(Dataset entries)
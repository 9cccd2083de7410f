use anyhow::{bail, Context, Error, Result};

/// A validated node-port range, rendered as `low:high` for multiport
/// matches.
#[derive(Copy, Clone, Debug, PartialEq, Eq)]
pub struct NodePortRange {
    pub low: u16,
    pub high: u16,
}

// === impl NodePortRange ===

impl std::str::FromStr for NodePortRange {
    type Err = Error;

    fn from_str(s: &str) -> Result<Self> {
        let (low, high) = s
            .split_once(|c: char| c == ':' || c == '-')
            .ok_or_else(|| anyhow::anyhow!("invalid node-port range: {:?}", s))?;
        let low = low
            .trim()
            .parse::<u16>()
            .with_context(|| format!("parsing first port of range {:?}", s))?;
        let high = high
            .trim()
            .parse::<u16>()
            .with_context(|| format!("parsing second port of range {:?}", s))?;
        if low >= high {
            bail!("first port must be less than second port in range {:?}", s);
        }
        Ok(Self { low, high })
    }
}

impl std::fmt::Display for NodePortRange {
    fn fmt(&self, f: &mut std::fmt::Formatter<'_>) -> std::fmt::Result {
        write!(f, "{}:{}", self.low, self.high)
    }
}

* * *

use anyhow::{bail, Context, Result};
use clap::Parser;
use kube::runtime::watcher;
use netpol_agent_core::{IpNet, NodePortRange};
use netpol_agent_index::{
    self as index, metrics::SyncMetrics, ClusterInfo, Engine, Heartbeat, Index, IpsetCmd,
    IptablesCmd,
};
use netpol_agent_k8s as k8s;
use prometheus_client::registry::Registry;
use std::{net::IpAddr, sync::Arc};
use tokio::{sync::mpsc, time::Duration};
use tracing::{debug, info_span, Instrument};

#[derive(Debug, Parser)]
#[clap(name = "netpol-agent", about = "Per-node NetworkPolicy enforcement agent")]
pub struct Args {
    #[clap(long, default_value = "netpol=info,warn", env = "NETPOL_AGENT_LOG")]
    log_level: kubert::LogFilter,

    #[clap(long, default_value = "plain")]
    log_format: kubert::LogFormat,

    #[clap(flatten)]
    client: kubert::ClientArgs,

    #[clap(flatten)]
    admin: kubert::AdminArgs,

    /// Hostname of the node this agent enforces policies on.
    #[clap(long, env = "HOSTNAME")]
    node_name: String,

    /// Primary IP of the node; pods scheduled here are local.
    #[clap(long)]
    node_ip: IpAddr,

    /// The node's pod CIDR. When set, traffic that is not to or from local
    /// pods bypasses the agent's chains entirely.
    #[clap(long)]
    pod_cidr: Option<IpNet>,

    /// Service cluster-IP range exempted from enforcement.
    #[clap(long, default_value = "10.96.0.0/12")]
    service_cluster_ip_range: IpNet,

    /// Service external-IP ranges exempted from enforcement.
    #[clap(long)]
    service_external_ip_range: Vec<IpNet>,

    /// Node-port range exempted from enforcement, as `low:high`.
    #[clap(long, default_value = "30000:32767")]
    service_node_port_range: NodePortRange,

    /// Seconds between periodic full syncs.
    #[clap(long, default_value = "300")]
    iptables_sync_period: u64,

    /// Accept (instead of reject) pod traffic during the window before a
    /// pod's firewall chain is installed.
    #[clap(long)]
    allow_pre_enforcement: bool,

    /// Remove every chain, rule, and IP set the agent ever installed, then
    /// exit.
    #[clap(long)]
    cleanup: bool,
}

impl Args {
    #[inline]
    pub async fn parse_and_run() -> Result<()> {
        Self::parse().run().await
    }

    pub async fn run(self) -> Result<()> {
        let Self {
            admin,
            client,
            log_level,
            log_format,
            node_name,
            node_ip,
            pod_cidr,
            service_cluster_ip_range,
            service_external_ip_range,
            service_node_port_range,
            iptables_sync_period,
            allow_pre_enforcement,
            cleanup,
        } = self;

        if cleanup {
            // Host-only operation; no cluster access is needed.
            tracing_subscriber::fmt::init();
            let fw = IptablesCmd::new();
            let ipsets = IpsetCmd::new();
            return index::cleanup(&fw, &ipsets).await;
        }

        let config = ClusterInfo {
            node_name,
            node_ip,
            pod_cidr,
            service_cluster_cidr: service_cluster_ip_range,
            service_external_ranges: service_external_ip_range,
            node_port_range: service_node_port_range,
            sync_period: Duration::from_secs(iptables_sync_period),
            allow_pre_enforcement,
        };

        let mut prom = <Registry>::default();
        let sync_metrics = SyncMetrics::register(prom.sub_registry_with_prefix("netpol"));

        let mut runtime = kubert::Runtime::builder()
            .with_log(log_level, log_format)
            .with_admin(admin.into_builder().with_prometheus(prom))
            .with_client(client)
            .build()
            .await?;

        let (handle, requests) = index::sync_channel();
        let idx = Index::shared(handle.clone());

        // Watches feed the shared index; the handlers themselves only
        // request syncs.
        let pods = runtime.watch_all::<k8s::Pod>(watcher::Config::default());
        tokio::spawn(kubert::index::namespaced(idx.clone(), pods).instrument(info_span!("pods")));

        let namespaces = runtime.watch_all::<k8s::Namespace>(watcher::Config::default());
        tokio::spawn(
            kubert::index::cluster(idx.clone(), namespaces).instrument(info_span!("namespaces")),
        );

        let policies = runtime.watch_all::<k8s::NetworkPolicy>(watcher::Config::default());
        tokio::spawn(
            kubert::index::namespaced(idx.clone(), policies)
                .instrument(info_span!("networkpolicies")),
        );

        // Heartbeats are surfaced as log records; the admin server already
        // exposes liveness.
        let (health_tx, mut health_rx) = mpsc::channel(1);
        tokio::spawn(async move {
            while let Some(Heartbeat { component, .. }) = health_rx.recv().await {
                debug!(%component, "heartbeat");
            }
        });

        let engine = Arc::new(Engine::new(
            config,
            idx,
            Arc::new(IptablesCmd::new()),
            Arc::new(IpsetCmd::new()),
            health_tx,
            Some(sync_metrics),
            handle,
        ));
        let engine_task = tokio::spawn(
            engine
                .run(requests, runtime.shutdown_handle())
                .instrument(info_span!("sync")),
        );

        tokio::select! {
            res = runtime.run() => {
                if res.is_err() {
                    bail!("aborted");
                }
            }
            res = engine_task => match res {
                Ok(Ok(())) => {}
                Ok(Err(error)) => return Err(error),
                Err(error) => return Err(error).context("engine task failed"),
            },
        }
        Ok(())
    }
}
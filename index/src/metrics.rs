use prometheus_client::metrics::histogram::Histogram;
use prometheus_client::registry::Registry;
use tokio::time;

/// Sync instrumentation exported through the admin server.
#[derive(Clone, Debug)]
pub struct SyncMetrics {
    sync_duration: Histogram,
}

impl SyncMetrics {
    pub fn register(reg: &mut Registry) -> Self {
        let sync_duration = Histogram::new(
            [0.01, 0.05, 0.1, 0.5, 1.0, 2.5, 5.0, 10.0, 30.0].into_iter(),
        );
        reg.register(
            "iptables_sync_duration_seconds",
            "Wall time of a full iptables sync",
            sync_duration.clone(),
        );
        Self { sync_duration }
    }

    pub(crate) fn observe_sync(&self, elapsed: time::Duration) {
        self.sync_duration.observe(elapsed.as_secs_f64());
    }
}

==

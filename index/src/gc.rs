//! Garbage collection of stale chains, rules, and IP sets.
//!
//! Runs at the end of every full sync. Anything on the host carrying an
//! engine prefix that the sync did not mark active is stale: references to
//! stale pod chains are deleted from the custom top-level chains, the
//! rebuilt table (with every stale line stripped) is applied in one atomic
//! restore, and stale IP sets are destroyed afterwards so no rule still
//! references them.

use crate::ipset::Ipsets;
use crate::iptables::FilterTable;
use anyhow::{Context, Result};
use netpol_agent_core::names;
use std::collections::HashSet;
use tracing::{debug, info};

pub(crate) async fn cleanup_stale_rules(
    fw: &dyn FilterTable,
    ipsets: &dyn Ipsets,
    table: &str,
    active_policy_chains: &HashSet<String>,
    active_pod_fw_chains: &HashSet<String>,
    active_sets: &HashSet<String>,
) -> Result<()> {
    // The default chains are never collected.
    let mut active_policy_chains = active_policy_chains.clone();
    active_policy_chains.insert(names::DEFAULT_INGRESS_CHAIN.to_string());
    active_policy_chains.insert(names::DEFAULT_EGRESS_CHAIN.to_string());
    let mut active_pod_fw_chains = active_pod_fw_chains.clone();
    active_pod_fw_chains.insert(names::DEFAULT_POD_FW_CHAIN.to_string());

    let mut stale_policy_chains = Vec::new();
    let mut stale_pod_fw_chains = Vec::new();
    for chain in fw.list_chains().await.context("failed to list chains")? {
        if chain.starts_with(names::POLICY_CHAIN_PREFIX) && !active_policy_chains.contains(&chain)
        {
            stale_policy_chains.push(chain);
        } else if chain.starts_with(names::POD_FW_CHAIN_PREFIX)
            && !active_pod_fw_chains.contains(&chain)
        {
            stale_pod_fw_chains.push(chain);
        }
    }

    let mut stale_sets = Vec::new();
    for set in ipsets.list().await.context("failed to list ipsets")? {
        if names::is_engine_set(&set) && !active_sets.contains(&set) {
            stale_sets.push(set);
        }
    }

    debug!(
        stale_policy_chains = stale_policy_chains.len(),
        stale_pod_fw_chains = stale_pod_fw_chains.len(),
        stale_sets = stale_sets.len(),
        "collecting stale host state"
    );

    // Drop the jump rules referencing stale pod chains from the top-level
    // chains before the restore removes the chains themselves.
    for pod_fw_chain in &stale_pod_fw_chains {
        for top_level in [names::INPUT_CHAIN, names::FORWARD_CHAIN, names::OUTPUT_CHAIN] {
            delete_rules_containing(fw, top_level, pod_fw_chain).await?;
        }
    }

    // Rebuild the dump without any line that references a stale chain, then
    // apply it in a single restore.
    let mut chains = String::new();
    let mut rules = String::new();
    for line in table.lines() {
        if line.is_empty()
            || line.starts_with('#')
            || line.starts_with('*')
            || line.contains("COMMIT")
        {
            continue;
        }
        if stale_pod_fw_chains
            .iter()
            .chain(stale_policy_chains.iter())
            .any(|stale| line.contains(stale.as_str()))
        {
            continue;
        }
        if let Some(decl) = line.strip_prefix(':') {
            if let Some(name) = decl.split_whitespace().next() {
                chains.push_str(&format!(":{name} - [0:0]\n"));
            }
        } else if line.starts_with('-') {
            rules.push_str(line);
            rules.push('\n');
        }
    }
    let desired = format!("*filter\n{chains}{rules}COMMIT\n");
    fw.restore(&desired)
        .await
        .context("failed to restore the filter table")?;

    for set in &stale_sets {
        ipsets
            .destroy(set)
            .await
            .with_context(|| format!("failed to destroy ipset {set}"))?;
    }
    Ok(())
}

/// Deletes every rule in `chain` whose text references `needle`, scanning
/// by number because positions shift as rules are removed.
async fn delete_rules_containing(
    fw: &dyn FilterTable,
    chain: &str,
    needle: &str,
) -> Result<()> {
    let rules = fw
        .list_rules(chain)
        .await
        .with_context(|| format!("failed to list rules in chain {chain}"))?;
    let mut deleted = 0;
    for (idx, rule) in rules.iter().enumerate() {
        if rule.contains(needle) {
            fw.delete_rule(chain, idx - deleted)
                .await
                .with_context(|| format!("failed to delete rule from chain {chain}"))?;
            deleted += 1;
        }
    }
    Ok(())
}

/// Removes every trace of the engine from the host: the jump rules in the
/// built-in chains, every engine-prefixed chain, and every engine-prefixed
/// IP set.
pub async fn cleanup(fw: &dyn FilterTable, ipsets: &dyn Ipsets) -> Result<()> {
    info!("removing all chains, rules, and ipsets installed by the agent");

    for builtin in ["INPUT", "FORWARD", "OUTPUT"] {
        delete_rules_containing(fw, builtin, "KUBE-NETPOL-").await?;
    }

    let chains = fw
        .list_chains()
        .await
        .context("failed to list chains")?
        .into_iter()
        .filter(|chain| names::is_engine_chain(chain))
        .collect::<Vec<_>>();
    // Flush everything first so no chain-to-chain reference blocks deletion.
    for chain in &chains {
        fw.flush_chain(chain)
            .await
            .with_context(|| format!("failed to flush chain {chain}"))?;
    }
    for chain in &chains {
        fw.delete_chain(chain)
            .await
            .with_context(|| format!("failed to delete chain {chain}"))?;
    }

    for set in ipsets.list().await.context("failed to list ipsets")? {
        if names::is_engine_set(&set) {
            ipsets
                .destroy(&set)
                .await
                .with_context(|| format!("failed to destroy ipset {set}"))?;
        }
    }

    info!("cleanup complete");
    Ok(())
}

» **Your goal**
Set down again, word for word, the stretch of records from the line with "repository 9cccd2083de7410f" to the line with "let (low, high) = s", both of those lines included.

» **Exercise answer**
repository 9cccd2083de7410f
use anyhow::{bail, Context, Error, Result};

/// A validated node-port range, rendered as `low:high` for multiport
/// matches.
#[derive(Copy, Clone, Debug, PartialEq, Eq)]
pub struct NodePortRange {
    pub low: u16,
    pub high: u16,
}

// === impl NodePortRange ===

impl std::str::FromStr for NodePortRange {
    type Err = Error;

    fn from_str(s: &str) -> Result<Self> {
        let (low, high) = s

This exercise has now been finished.